Examining the use of, and theory behind, bioinformatic software and algorithms for the analysis of macromolecular data. Includes consideration of recent literature and discussion of ethics in method development and analysis.
Examining the latest developments in bioinformatics, which is loosely defined as the intersection between the fields of molecular biology and computer science. Topics covered may include sequence searching and alignment, bioinformatics databases and ontologies, sequence variant analysis, sequence motif identification, metagenomics analysis, protein analysis, evolutionary/phylogenetic analysis, network/systems biology, machine learning/software development for predictive methods, and ethics in method/database development and analysis. Instruction will include lecture material and in-depth consideration of selected papers in the field.

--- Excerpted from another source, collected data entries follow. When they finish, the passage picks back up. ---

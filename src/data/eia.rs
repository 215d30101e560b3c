//! EIA v2 API integration for retail gasoline and WTI crude prices.

use std::collections::BTreeMap;
use std::time::Duration;

use chrono::{Datelike, NaiveDate};
use reqwest::blocking::Client;
use serde::Deserialize;
use serde_json::Value;
use tracing::debug;

use crate::domain::{AlignedSeries, PipelineConfig, PricePoint, SeriesOrigin};

const GAS_ROUTE: &str = "petroleum/pri/gnd/data/";
const CRUDE_ROUTE: &str = "petroleum/pri/spt/data/";

/// US regular gasoline, all formulations.
const PRODUCT_REGULAR_GAS: &str = "EPM0";
/// US national average.
const AREA_US: &str = "NUS";
/// WTI Cushing spot.
const PRODUCT_WTI: &str = "EPCWTI";

/// Records requested per week of lookback (weekly series, daily series).
const GAS_RECORDS_PER_WEEK: usize = 2;
const CRUDE_RECORDS_PER_WEEK: usize = 10;

/// Failure to obtain a usable series from the provider.
#[derive(Debug, Clone, PartialEq, thiserror::Error)]
pub enum SourceError {
    /// Network error, timeout, or non-success status.
    #[error("EIA request failed: {0}")]
    Upstream(String),
    /// The payload did not carry the expected `response.data` envelope.
    #[error("unexpected EIA response format: {0}")]
    DataShape(String),
    /// The lookback window starts before the earliest representable date.
    #[error("lookback of {0} weeks is out of range")]
    Lookback(usize),
    /// Both series were fetched but share no dates.
    #[error("no overlapping dates between gasoline and crude series")]
    Empty,
}

pub struct EiaClient {
    client: Client,
    base_url: String,
    api_key: Option<String>,
}

impl EiaClient {
    pub fn new(base_url: &str, api_key: Option<String>, timeout: Duration) -> Result<Self, SourceError> {
        let client = Client::builder()
            .timeout(timeout)
            .build()
            .map_err(|e| SourceError::Upstream(format!("failed to build HTTP client: {e}")))?;
        Ok(Self {
            client,
            base_url: base_url.trim_end_matches('/').to_string(),
            api_key,
        })
    }

    pub fn from_config(config: &PipelineConfig) -> Result<Self, SourceError> {
        Self::new(
            &config.eia_base_url,
            config.eia_api_key.clone(),
            config.request_timeout,
        )
    }

    /// Weekly retail gasoline prices from `start` onwards, ascending.
    pub fn fetch_gas_prices(&self, start: NaiveDate, weeks: usize) -> Result<Vec<PricePoint>, SourceError> {
        let facets = [
            ("facets[product][]", PRODUCT_REGULAR_GAS),
            ("facets[duoarea][]", AREA_US),
        ];
        self.fetch_series(GAS_ROUTE, "weekly", &facets, start, weeks * GAS_RECORDS_PER_WEEK)
    }

    /// WTI spot prices from `start` onwards, resampled to Monday-labelled weekly means.
    pub fn fetch_crude_prices(&self, start: NaiveDate, weeks: usize) -> Result<Vec<PricePoint>, SourceError> {
        let facets = [("facets[product][]", PRODUCT_WTI)];
        let daily = self.fetch_series(CRUDE_ROUTE, "daily", &facets, start, weeks * CRUDE_RECORDS_PER_WEEK)?;
        Ok(resample_weekly(&daily))
    }

    /// Fetch both series and inner-join them on date.
    pub fn fetch_aligned(&self, start: NaiveDate, weeks: usize) -> Result<AlignedSeries, SourceError> {
        let gas = self.fetch_gas_prices(start, weeks)?;
        let crude = self.fetch_crude_prices(start, weeks)?;
        debug!(gas = gas.len(), crude = crude.len(), "EIA series fetched");

        let aligned = AlignedSeries::inner_join(&gas, &crude, SeriesOrigin::Provider);
        if aligned.is_empty() {
            return Err(SourceError::Empty);
        }
        Ok(aligned)
    }

    fn fetch_series(
        &self,
        route: &str,
        frequency: &str,
        facets: &[(&str, &str)],
        start: NaiveDate,
        length: usize,
    ) -> Result<Vec<PricePoint>, SourceError> {
        let url = format!("{}/{route}", self.base_url);

        let mut params: Vec<(&str, String)> = vec![
            ("frequency", frequency.to_string()),
            ("data[0]", "value".to_string()),
            ("start", start.format("%Y-%m-%d").to_string()),
            ("sort[0][column]", "period".to_string()),
            ("sort[0][direction]", "desc".to_string()),
            ("offset", "0".to_string()),
            ("length", length.to_string()),
        ];
        for &(key, value) in facets {
            params.push((key, value.to_string()));
        }
        if let Some(key) = &self.api_key {
            params.push(("api_key", key.clone()));
        }

        let resp = self
            .client
            .get(&url)
            .query(&params)
            .send()
            .map_err(|e| SourceError::Upstream(e.to_string()))?;

        if !resp.status().is_success() {
            return Err(SourceError::Upstream(format!(
                "{route} returned status {}",
                resp.status()
            )));
        }

        let body = resp
            .text()
            .map_err(|e| SourceError::Upstream(format!("failed to read {route} body: {e}")))?;

        parse_records(&body)
    }
}

#[derive(Debug, Deserialize)]
struct Envelope {
    response: Option<ResponseBody>,
}

#[derive(Debug, Deserialize)]
struct ResponseBody {
    data: Option<Vec<Record>>,
}

#[derive(Debug, Deserialize)]
struct Record {
    period: Option<String>,
    value: Option<Value>,
}

/// Parse an EIA v2 `data` payload into an ascending, deduplicated series.
///
/// Rows with an unparseable period or value are dropped.
pub fn parse_records(body: &str) -> Result<Vec<PricePoint>, SourceError> {
    let envelope: Envelope =
        serde_json::from_str(body).map_err(|e| SourceError::DataShape(format!("invalid JSON: {e}")))?;

    let records = envelope
        .response
        .and_then(|r| r.data)
        .ok_or_else(|| SourceError::DataShape("missing response.data".to_string()))?;

    let mut points = Vec::with_capacity(records.len());
    for rec in records {
        let Some(date) = rec.period.as_deref().and_then(parse_period) else {
            continue;
        };
        let Some(value) = rec.value.as_ref().and_then(coerce_value) else {
            continue;
        };
        points.push(PricePoint::new(date, value));
    }

    Ok(normalize(points))
}

fn parse_period(raw: &str) -> Option<NaiveDate> {
    NaiveDate::parse_from_str(raw.trim(), "%Y-%m-%d").ok()
}

/// EIA returns values as strings on some routes and numbers on others.
fn coerce_value(raw: &Value) -> Option<f64> {
    let v = match raw {
        Value::Number(n) => n.as_f64()?,
        Value::String(s) => {
            let trimmed = s.trim();
            if trimmed.is_empty() || trimmed == "." {
                return None;
            }
            trimmed.parse::<f64>().ok()?
        }
        _ => return None,
    };
    if v.is_finite() { Some(v) } else { None }
}

/// Sort ascending by date and keep one observation per date (the last seen).
pub fn normalize(mut points: Vec<PricePoint>) -> Vec<PricePoint> {
    points.sort_by_key(|p| p.date);
    let mut out: Vec<PricePoint> = Vec::with_capacity(points.len());
    for p in points {
        match out.last_mut() {
            Some(last) if last.date == p.date => *last = p,
            _ => out.push(p),
        }
    }
    out
}

/// The Monday on or after `date`.
pub fn week_ending_monday(date: NaiveDate) -> NaiveDate {
    let ahead = (7 - date.weekday().num_days_from_monday()) % 7;
    date + chrono::Duration::days(ahead as i64)
}

/// Average sub-weekly observations into weeks labelled by their closing Monday.
///
/// Each week covers Tuesday through Monday, matching the dates EIA uses for the
/// weekly retail gasoline series.
pub fn resample_weekly(points: &[PricePoint]) -> Vec<PricePoint> {
    let mut buckets: BTreeMap<NaiveDate, (f64, usize)> = BTreeMap::new();
    for p in points {
        let slot = buckets.entry(week_ending_monday(p.date)).or_insert((0.0, 0));
        slot.0 += p.value;
        slot.1 += 1;
    }
    buckets
        .into_iter()
        .map(|(date, (sum, n))| PricePoint::new(date, sum / n as f64))
        .collect()
}
//! Input/output helpers: timeline exports (CSV/JSON).

pub mod export;

pub use export::*;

- Quizzes on lecture material and assigned reading through the term 45%
- Short summaries/critiques of papers selected from primary literature 25%
- Participation 5%
- Term paper 25%
Department Undergraduate Notes:
- Students are advised to review the plagiarism tutorial found at
- For help with writing, learning and study strategies please contact the Student Learning Commons at
- Students requiring accommodations as a result of a disability, must contact the Centre for Students with Disabilities (778-782-3112 or e-mail: email@example.com)
SFU’s Academic Integrity web site http://students.sfu.ca/academicintegrity.html is filled with information on what is meant by academic dishonesty, where you can find resources to help with your studies and the consequences of cheating. Check out the site for more information and videos that help explain the issues in plain English.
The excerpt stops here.